(Stored dataset items)
###

//! Response safety parsing.
//!
//! # Responsibilities
//! - Turn a fully-read upstream response into a typed payload or a
//!   diagnosable failure
//! - Detect gateway error pages (HTML) served where JSON was expected
//! - Keep a bounded raw-body snippet for server-side logs
//!
//! # Design Decisions
//! - Error statuses are never parsed; their body is diagnostic only
//! - Snippets are truncated by characters, not bytes

use serde::de::DeserializeOwned;
use thiserror::Error;

/// Maximum number of characters of raw body kept for diagnostics.
pub const RAW_SNIPPET_CHARS: usize = 500;

/// An upstream response whose body has been read exactly once.
#[derive(Debug, Clone, PartialEq, Eq)]
pub struct RawResponse {
    pub status: u16,
    pub status_text: String,
    pub content_type: Option<String>,
    pub body: String,
}

impl RawResponse {
    pub fn new(status: u16, body: impl Into<String>) -> Self {
        Self {
            status,
            status_text: canonical_reason(status).to_string(),
            content_type: None,
            body: body.into(),
        }
    }

    pub fn json(status: u16, body: impl Into<String>) -> Self {
        Self::new(status, body).with_content_type("application/json")
    }

    pub fn with_content_type(mut self, content_type: impl Into<String>) -> Self {
        self.content_type = Some(content_type.into());
        self
    }

    pub fn is_success(&self) -> bool {
        (200..300).contains(&self.status)
    }

    fn declares_json(&self) -> bool {
        self.content_type
            .as_deref()
            .map(|ct| ct.to_ascii_lowercase().contains("application/json"))
            .unwrap_or(false)
    }
}

/// Why a received response could not be turned into the expected payload.
#[derive(Debug, Clone, PartialEq, Eq, Error)]
pub enum ResponseError {
    /// Non-2xx status. The body was not parsed.
    #[error("HTTP {status}: {status_text}")]
    Status {
        status: u16,
        status_text: String,
        raw_text: String,
    },

    /// A success status carrying a markup document.
    #[error("Received HTML instead of JSON (possible gateway error)")]
    Html { raw_text: String },

    /// The body is not valid JSON for the expected type.
    #[error("JSON parse error: {message}")]
    Json { message: String, raw_text: String },
}

impl ResponseError {
    /// Truncated raw body for diagnostics.
    pub fn raw_text(&self) -> &str {
        match self {
            ResponseError::Status { raw_text, .. }
            | ResponseError::Html { raw_text }
            | ResponseError::Json { raw_text, .. } => raw_text,
        }
    }
}

/// Parse a response body as JSON without ever panicking on bad input.
pub fn safe_json_parse<T: DeserializeOwned>(response: &RawResponse) -> Result<T, ResponseError> {
    if !response.is_success() {
        return Err(ResponseError::Status {
            status: response.status,
            status_text: response.status_text.clone(),
            raw_text: snippet(&response.body),
        });
    }

    if !response.declares_json() && looks_like_html(&response.body) {
        return Err(ResponseError::Html {
            raw_text: snippet(&response.body),
        });
    }

    serde_json::from_str(&response.body).map_err(|e| ResponseError::Json {
        message: e.to_string(),
        raw_text: snippet(&response.body),
    })
}

fn looks_like_html(body: &str) -> bool {
    body.trim().starts_with('<') || body.contains("<!DOCTYPE")
}

/// First [`RAW_SNIPPET_CHARS`] characters of `body`.
pub fn snippet(body: &str) -> String {
    body.chars().take(RAW_SNIPPET_CHARS).collect()
}

/// Reason phrase for a status code, empty when unknown.
pub fn canonical_reason(status: u16) -> &'static str {
    reqwest::StatusCode::from_u16(status)
        .ok()
        .and_then(|s| s.canonical_reason())
        .unwrap_or("")
}
// SPDX-FileCopyrightText: 2025 Semiotic AI, Inc.
//
// SPDX-License-Identifier: Apache-2.0

//! In-memory cache implementation

use async_trait::async_trait;
use serde_json::Value;
use std::collections::HashMap;
use tokio::sync::Mutex;
use tracing::debug;

use super::{CacheStats, RegionCache};
use crate::errors::CacheError;
use crate::types::coordinate::Coordinate;

#[derive(Debug, Default)]
struct MemoryCacheState {
    entries: HashMap<String, Value>,
    stats: CacheStats,
}

/// Region cache that lives only as long as the process
///
/// Inserts never fail. Useful for tests and for runs that should not leave a
/// cache file behind.
#[derive(Debug, Default)]
pub struct MemoryCache {
    state: Mutex<MemoryCacheState>,
}

impl MemoryCache {
    pub fn new() -> Self {
        Self::default()
    }

    /// Creates a cache pre-populated with `(coordinate, payload)` pairs
    pub fn with_entries<I>(entries: I) -> Self
    where
        I: IntoIterator<Item = (Coordinate, Value)>,
    {
        let entries: HashMap<String, Value> = entries
            .into_iter()
            .map(|(coordinate, payload)| (coordinate.cache_key(), payload))
            .collect();
        let stats = CacheStats {
            entries: entries.len(),
            ..CacheStats::default()
        };
        Self {
            state: Mutex::new(MemoryCacheState { entries, stats }),
        }
    }
}

#[async_trait]
impl RegionCache for MemoryCache {
    async fn get(&self, coordinate: &Coordinate) -> Option<Value> {
        let mut state = self.state.lock().await;
        let key = coordinate.cache_key();

        match state.entries.get(&key).cloned() {
            Some(payload) => {
                state.stats.hits += 1;
                debug!(key = %key, "Cache hit (memory)");
                Some(payload)
            }
            None => {
                state.stats.misses += 1;
                debug!(key = %key, "Cache miss (memory)");
                None
            }
        }
    }

    async fn insert(&self, coordinate: &Coordinate, payload: Value) -> Result<(), CacheError> {
        let mut state = self.state.lock().await;
        state.entries.insert(coordinate.cache_key(), payload);
        state.stats.inserts += 1;
        state.stats.entries = state.entries.len();
        Ok(())
    }

    async fn stats(&self) -> CacheStats {
        self.state.lock().await.stats.clone()
    }

    fn name(&self) -> &'static str {
        "MemoryCache"
    }
}
// SPDX-FileCopyrightText: 2025 Semiotic AI, Inc.
//
// SPDX-License-Identifier: Apache-2.0

//! Append-only log of failed region lookups
//!
//! Each failure becomes one line, `Error for {region}: {message}`. The file is
//! meant for manual follow-up and is never read back by regscan.

use std::path::{Path, PathBuf};
use tokio::io::AsyncWriteExt;

/// Handle to the error log file
#[derive(Debug, Clone)]
pub struct ErrorLog {
    path: PathBuf,
}

impl ErrorLog {
    /// Creates a handle; the file (and its directory) is created on first use
    pub fn new(path: impl Into<PathBuf>) -> Self {
        Self { path: path.into() }
    }

    pub fn path(&self) -> &Path {
        &self.path
    }

    /// Appends one entry
    pub async fn record(&self, identifier: &str, message: &str) -> std::io::Result<()> {
        if let Some(parent) = self.path.parent().filter(|p| !p.as_os_str().is_empty()) {
            tokio::fs::create_dir_all(parent).await?;
        }

        let mut file = tokio::fs::OpenOptions::new()
            .create(true)
            .append(true)
            .open(&self.path)
            .await?;
        file.write_all(format_entry(identifier, message).as_bytes())
            .await?;
        file.flush().await
    }
}

fn format_entry(identifier: &str, message: &str) -> String {
    format!("Error for {identifier}: {message}\n")
}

###

Using the data above, restate word for word the lines from its opening line through the line that contains "#[derive(Debug, Clone, PartialEq, Eq)]", and no more.

//! Response safety parsing.
//!
//! # Responsibilities
//! - Turn a fully-read upstream response into a typed payload or a
//!   diagnosable failure
//! - Detect gateway error pages (HTML) served where JSON was expected
//! - Keep a bounded raw-body snippet for server-side logs
//!
//! # Design Decisions
//! - Error statuses are never parsed; their body is diagnostic only
//! - Snippets are truncated by characters, not bytes

use serde::de::DeserializeOwned;
use thiserror::Error;

/// Maximum number of characters of raw body kept for diagnostics.
pub const RAW_SNIPPET_CHARS: usize = 500;

/// An upstream response whose body has been read exactly once.
#[derive(Debug, Clone, PartialEq, Eq)]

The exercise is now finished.